How This Book Is Organized

We’ll start with an introduction to patterns and how they relate to functional programming. Then we’ll take a look at an extended example, a small web framework called TinyWeb. We’ll first show TinyWeb written using classic object-oriented patterns in Java. We’ll then rewrite it, piece by piece, to a hybrid style that is object oriented and functional, using Scala. We’ll then write in a functional style using Clojure.

The TinyWeb extended example serves a few purposes. It will let us see how several of the patterns we cover in this book fit together in a comprehensive manner. We also use it to introduce the basics of Scala and Clojure. Finally, since we’ll transform TinyWeb from Java to Scala and Clojure bit by bit, it gives us a chance to explore how to easily integrate Java code with Scala and Clojure.

The remainder of the book is organized into two sections. The first, Chapter 3, Replacing Object-Oriented Patterns, describes functional replacements for object-oriented patterns. These take weighty object-oriented patterns and replace them with concise functional solutions.

Peter Norvig, author of the classic Lisp text Paradigms of Artificial Intelligence Programming: Case Studies in Common Lisp [Nor92], current director of research at Google, and all-around very smart guy, pointed out in Design Patterns in Dynamic Languages that expressive languages like Lisp could turn classic object-oriented patterns invisible.[1]

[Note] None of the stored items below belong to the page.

//! Purchase-order blocks: a spec line followed by free-text instruction lines.
//!
//! ```text
//! 2 PCS 1/2" A36 10 X 48.57"                 <- header (a full single-line spec)
//! ROLL AND TACK THE EASY WAY TO A 42.125" ID <- continuation
//! DRILL (4) 13/16" HOLES PER DWG 1044-B      <- continuation
//! 1 PCS 3/8" A36 12 X 60"                    <- next header
//! ```
//!
//! A block ends at the next header, at a document-noise line, or at end of
//! input. Each block owns its own [`PartRecordBuilder`]; nothing accumulates
//! across blocks.

use super::{full_spec, patterns, SourceLine};
use crate::record::{ParsedPartRecord, PartRecordBuilder};
use tracing::trace;

/// Parse block-structured input.
///
/// Returns `None` unless at least one block actually consumed a continuation
/// line: a document of bare spec lines is left to the single-line strategy.
pub fn parse(lines: &[SourceLine<'_>]) -> Option<Vec<ParsedPartRecord>> {
    let mut records = Vec::new();
    let mut saw_continuation = false;
    let mut i = 0;

    while i < lines.len() {
        let header = &lines[i];
        i += 1;
        if patterns::is_noise(&header.text) {
            continue;
        }
        let Some(mut block) = full_spec::match_line(header) else {
            continue;
        };

        let consumed = consume_continuations(&lines[i..], &mut block);
        if consumed > 0 {
            trace!(line = %header.raw, consumed, "purchase-order block");
        }
        saw_continuation |= lines[i..i + consumed]
            .iter()
            .any(|l| !l.text.trim().is_empty());
        i += consumed;

        records.extend(block.build());
    }

    (saw_continuation && !records.is_empty()).then_some(records)
}

/// Fold continuation lines into `block`. Returns how many lines were consumed.
fn consume_continuations(lines: &[SourceLine<'_>], block: &mut PartRecordBuilder) -> usize {
    let mut consumed = 0;
    for line in lines {
        let text = line.text.trim();
        if !text.is_empty() {
            if patterns::is_noise(text) || full_spec::is_spec_line(text) {
                break;
            }
            patterns::scan_annotations(text, block);
            block.append_raw_line(line.raw);
        }
        consumed += 1;
    }
    consumed
}

#[cfg(test)]
mod tests {
    use super::*;
    use crate::record::{Confidence, MeasurePoint, MeasureType, PartType, RollType};

    fn lines<'a>(texts: &[&'a str]) -> Vec<SourceLine<'a>> {
        texts.iter().copied().map(SourceLine::new).collect()
    }

    #[test]
    fn two_line_block_is_high_confidence() {
        let input = lines(&[
            "2 PCS 1/2\" A36 10 X 48.57\"",
            "ROLL AND TACK THE EASY WAY TO A 42.125\" ID",
        ]);
        let records = parse(&input).unwrap();
        assert_eq!(records.len(), 1);
        let r = &records[0];
        assert_eq!(r.quantity, 2);
        assert_eq!(r.roll_spec.value, Some(42.125));
        assert_eq!(r.roll_spec.measure_point, MeasurePoint::Inside);
        assert_eq!(r.roll_spec.measure_type, MeasureType::Diameter);
        assert_eq!(r.roll_type, Some(RollType::EasyWay));
        assert!(r.special_instructions.contains("Tack weld"));
        assert_eq!(r.confidence, Confidence::High);
        assert!(r.raw_line.starts_with("2 PCS"));
        assert!(r.raw_line.contains("42.125"));
    }

    #[test]
    fn blocks_end_at_next_header_and_noise() {
        let input = lines(&[
            "PURCHASE ORDER 7781",
            "1 PCS 3/8\" A36 12 X 60\"",
            "R/T TO A 20\" OD",
            "",
            "TRIM ENDS",
            "4 PCS 1/4\" A36 6 X 30\"",
            "DRILL (2) 1/2\" HOLES",
            "SUBTOTAL 1,200.00",
            "TACK",
        ]);
        let records = parse(&input).unwrap();
        assert_eq!(records.len(), 2);

        assert_eq!(records[0].roll_spec.value, Some(20.0));
        assert_eq!(records[0].roll_spec.measure_point, MeasurePoint::Outside);
        assert_eq!(records[0].special_instructions, "Trim");

        assert_eq!(records[1].quantity, 4);
        assert_eq!(records[1].special_instructions, "Drill (2) 1/2\" holes");
    }

    #[test]
    fn header_roll_spec_wins_over_continuation() {
        let input = lines(&[
            "1 PCS 1/2\" A36 10 X 40\" R/T TO A 30\" IR",
            "ROLL TO 99\" OD THE HARD WAY",
        ]);
        let r = &parse(&input).unwrap()[0];
        assert_eq!(r.roll_spec.value, Some(30.0));
        assert_eq!(r.roll_spec.measure_type, MeasureType::Radius);
        assert_eq!(r.roll_type, Some(RollType::HardWay));
    }

    #[test]
    fn form_and_trim_makes_press_brake() {
        let input = lines(&["1 PCS 1/4\" A36 8 X 24\"", "FORM AND TRIM PER DWG 55"]);
        let r = &parse(&input).unwrap()[0];
        assert_eq!(r.part_type, PartType::PressBrake);
        assert_eq!(r.special_instructions, "Form and trim PER DWG 55");
    }

    #[test]
    fn bare_spec_lines_are_left_for_single_line_strategy() {
        let input = lines(&["1 PCS 1/2\" A36 34.75 X 227.77\"", "", "2 PCS 1/4\" A36 5 X 5\""]);
        assert!(parse(&input).is_none());
    }

    #[test]
    fn instructions_do_not_leak_between_blocks() {
        let input = lines(&[
            "1 PCS 1/2\" A36 10 X 40\"",
            "TACK",
            "1 PCS 1/2\" A36 10 X 40\"",
            "TRIM",
        ]);
        let records = parse(&input).unwrap();
        assert_eq!(records[0].special_instructions, "Tack weld");
        assert_eq!(records[1].special_instructions, "Trim");
    }
}
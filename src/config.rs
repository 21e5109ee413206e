//! Configuration types for the import pipeline.
//!
//! All extraction behaviour is controlled through [`ImportConfig`], built via
//! its [`ImportConfigBuilder`]. Parsing has no knobs: the strategy library is
//! fixed, so only the extractor's layout and OCR settings live here.
//!
//! The layout tolerances and the OCR density threshold are empirical. They
//! were tuned on single-column vendor purchase orders and should be checked
//! against sample documents before being relied on for other layouts.

use crate::error::ImportError;
use crate::pipeline::document::DocumentBackend;
use crate::pipeline::ocr::PageRecognizer;
use crate::progress::ProgressCallback;
use edgequake_llm::LLMProvider;
use serde::{Deserialize, Serialize};
use std::fmt;
use std::sync::atomic::AtomicBool;
use std::sync::Arc;

/// Geometry thresholds used to rebuild lines from positioned glyph runs.
///
/// Units are PDF user-space points (1/72 in).
#[derive(Debug, Clone, Copy, PartialEq, Serialize, Deserialize)]
pub struct LayoutTolerances {
    /// Maximum vertical distance from a line's reference `y` for a token to
    /// join that line. Default: 5.0.
    pub line_tolerance: f32,

    /// Horizontal gap above which two tokens are joined with two spaces
    /// instead of one, preserving column breaks for the tabular parser.
    /// Default: 20.0.
    pub column_gap: f32,
}

impl Default for LayoutTolerances {
    fn default() -> Self {
        Self {
            line_tolerance: 5.0,
            column_gap: 20.0,
        }
    }
}

/// Configuration for one import.
///
/// Built via [`ImportConfig::builder()`] or using [`ImportConfig::default()`].
///
/// # Example
/// ```rust
/// use fabparts_import::ImportConfig;
///
/// let config = ImportConfig::builder()
///     .min_chars_per_page(30)
///     .ocr_scale(3.0)
///     .build()
///     .unwrap();
/// ```
#[derive(Clone)]
pub struct ImportConfig {
    /// Line-clustering thresholds for the text layer.
    pub layout: LayoutTolerances,

    /// Non-whitespace characters expected per page from a native-text PDF.
    /// Default: 20.
    ///
    /// When the whole document yields fewer than `min_chars_per_page × pages`
    /// characters it is treated as a scan and every page goes through OCR.
    pub min_chars_per_page: usize,

    /// Rasterisation scale factor for OCR, relative to the page's native size.
    /// Minimum and default: 2.0.
    pub ocr_scale: f32,

    /// PDF user password for encrypted documents.
    pub password: Option<String>,

    /// Vision model identifier used for OCR, e.g. "gpt-4.1-nano".
    pub model: Option<String>,

    /// Vision provider name (e.g. "openai", "anthropic", "ollama").
    pub provider_name: Option<String>,

    /// Pre-constructed vision provider. Takes precedence over `provider_name`.
    pub provider: Option<Arc<dyn LLMProvider>>,

    /// Sampling temperature for transcription. Default: 0.0.
    pub temperature: f32,

    /// Maximum tokens the model may generate per page. Default: 4096.
    pub max_tokens: usize,

    /// Retry attempts per page on a recogniser failure. Default: 2.
    pub max_retries: u32,

    /// Initial retry delay in milliseconds, doubled per attempt. Default: 500.
    pub retry_backoff_ms: u64,

    /// Text-layer and rasterisation backend. Defaults to pdfium when `None`.
    pub document_backend: Option<Arc<dyn DocumentBackend>>,

    /// OCR collaborator. Defaults to the vision recogniser when `None`; it is
    /// only resolved if a document actually needs OCR.
    pub recognizer: Option<Arc<dyn PageRecognizer>>,

    /// Receives status text during extraction.
    pub progress_callback: Option<ProgressCallback>,

    /// When set to `true` by the caller, extraction stops before the next page.
    pub cancel_flag: Option<Arc<AtomicBool>>,

    /// Download timeout for URL inputs in seconds. Default: 120.
    pub download_timeout_secs: u64,
}

impl Default for ImportConfig {
    fn default() -> Self {
        Self {
            layout: LayoutTolerances::default(),
            min_chars_per_page: 20,
            ocr_scale: 2.0,
            password: None,
            model: None,
            provider_name: None,
            provider: None,
            temperature: 0.0,
            max_tokens: 4096,
            max_retries: 2,
            retry_backoff_ms: 500,
            document_backend: None,
            recognizer: None,
            progress_callback: None,
            cancel_flag: None,
            download_timeout_secs: 120,
        }
    }
}

impl fmt::Debug for ImportConfig {
    fn fmt(&self, f: &mut fmt::Formatter<'_>) -> fmt::Result {
        f.debug_struct("ImportConfig")
            .field("layout", &self.layout)
            .field("min_chars_per_page", &self.min_chars_per_page)
            .field("ocr_scale", &self.ocr_scale)
            .field("model", &self.model)
            .field("provider_name", &self.provider_name)
            .field("provider", &self.provider.as_ref().map(|_| "<dyn LLMProvider>"))
            .field("temperature", &self.temperature)
            .field("max_tokens", &self.max_tokens)
            .field("max_retries", &self.max_retries)
            .field(
                "document_backend",
                &self.document_backend.as_ref().map(|_| "<dyn DocumentBackend>"),
            )
            .field("recognizer", &self.recognizer.as_ref().map(|_| "<dyn PageRecognizer>"))
            .field("progress_callback", &self.progress_callback.is_some())
            .field("cancel_flag", &self.cancel_flag.is_some())
            .finish()
    }
}

impl ImportConfig {
    /// Create a new builder for `ImportConfig`.
    pub fn builder() -> ImportConfigBuilder {
        ImportConfigBuilder {
            config: Self::default(),
        }
    }
}

/// Builder for [`ImportConfig`].
#[derive(Debug)]
pub struct ImportConfigBuilder {
    config: ImportConfig,
}

impl ImportConfigBuilder {
    pub fn line_tolerance(mut self, points: f32) -> Self {
        self.config.layout.line_tolerance = points;
        self
    }

    pub fn column_gap(mut self, points: f32) -> Self {
        self.config.layout.column_gap = points;
        self
    }

    pub fn layout(mut self, layout: LayoutTolerances) -> Self {
        self.config.layout = layout;
        self
    }

    pub fn min_chars_per_page(mut self, n: usize) -> Self {
        self.config.min_chars_per_page = n;
        self
    }

    pub fn ocr_scale(mut self, scale: f32) -> Self {
        self.config.ocr_scale = scale.clamp(2.0, 6.0);
        self
    }

    pub fn password(mut self, pwd: impl Into<String>) -> Self {
        self.config.password = Some(pwd.into());
        self
    }

    pub fn model(mut self, model: impl Into<String>) -> Self {
        self.config.model = Some(model.into());
        self
    }

    pub fn provider_name(mut self, name: impl Into<String>) -> Self {
        self.config.provider_name = Some(name.into());
        self
    }

    pub fn provider(mut self, provider: Arc<dyn LLMProvider>) -> Self {
        self.config.provider = Some(provider);
        self
    }

    pub fn temperature(mut self, t: f32) -> Self {
        self.config.temperature = t.clamp(0.0, 2.0);
        self
    }

    pub fn max_tokens(mut self, n: usize) -> Self {
        self.config.max_tokens = n;
        self
    }

    pub fn max_retries(mut self, n: u32) -> Self {
        self.config.max_retries = n;
        self
    }

    pub fn retry_backoff_ms(mut self, ms: u64) -> Self {
        self.config.retry_backoff_ms = ms;
        self
    }

    pub fn document_backend(mut self, backend: Arc<dyn DocumentBackend>) -> Self {
        self.config.document_backend = Some(backend);
        self
    }

    pub fn recognizer(mut self, recognizer: Arc<dyn PageRecognizer>) -> Self {
        self.config.recognizer = Some(recognizer);
        self
    }

    pub fn progress_callback(mut self, cb: ProgressCallback) -> Self {
        self.config.progress_callback = Some(cb);
        self
    }

    pub fn cancel_flag(mut self, flag: Arc<AtomicBool>) -> Self {
        self.config.cancel_flag = Some(flag);
        self
    }

    pub fn download_timeout_secs(mut self, secs: u64) -> Self {
        self.config.download_timeout_secs = secs;
        self
    }

    /// Build the configuration, validating constraints.
    pub fn build(self) -> Result<ImportConfig, ImportError> {
        let c = &self.config;
        if !(c.layout.line_tolerance.is_finite() && c.layout.line_tolerance >= 0.0) {
            return Err(ImportError::InvalidConfig(format!(
                "line tolerance must be a non-negative number, got {}",
                c.layout.line_tolerance
            )));
        }
        if !(c.layout.column_gap.is_finite() && c.layout.column_gap > 0.0) {
            return Err(ImportError::InvalidConfig(format!(
                "column gap must be positive, got {}",
                c.layout.column_gap
            )));
        }
        Ok(self.config)
    }
}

Unfortunately, not many people in the mainstream software development world seem to have read Norvig, but when we can replace a complicated pattern with something simpler, it makes sense that we should. It makes our code more concise, easier to understand, and easier to maintain.

The second section, Chapter 4, Functional Patterns, describes patterns that are native to the functional world. These patterns run the gamut from tiny—patterns consisting of a line or two of code—to very large—ones that deal with entire programs.

Sometimes these patterns have first-class language support, which means that someone else has done the hard work of implementing them for us. Even when they don’t, we can often use an extremely powerful pattern, Pattern 21, Domain-Specific Language, to add it. This means that functional patterns are more lightweight than object-oriented patterns. You still need to understand the pattern before you can use it, but the implementation becomes as simple as a few lines of code.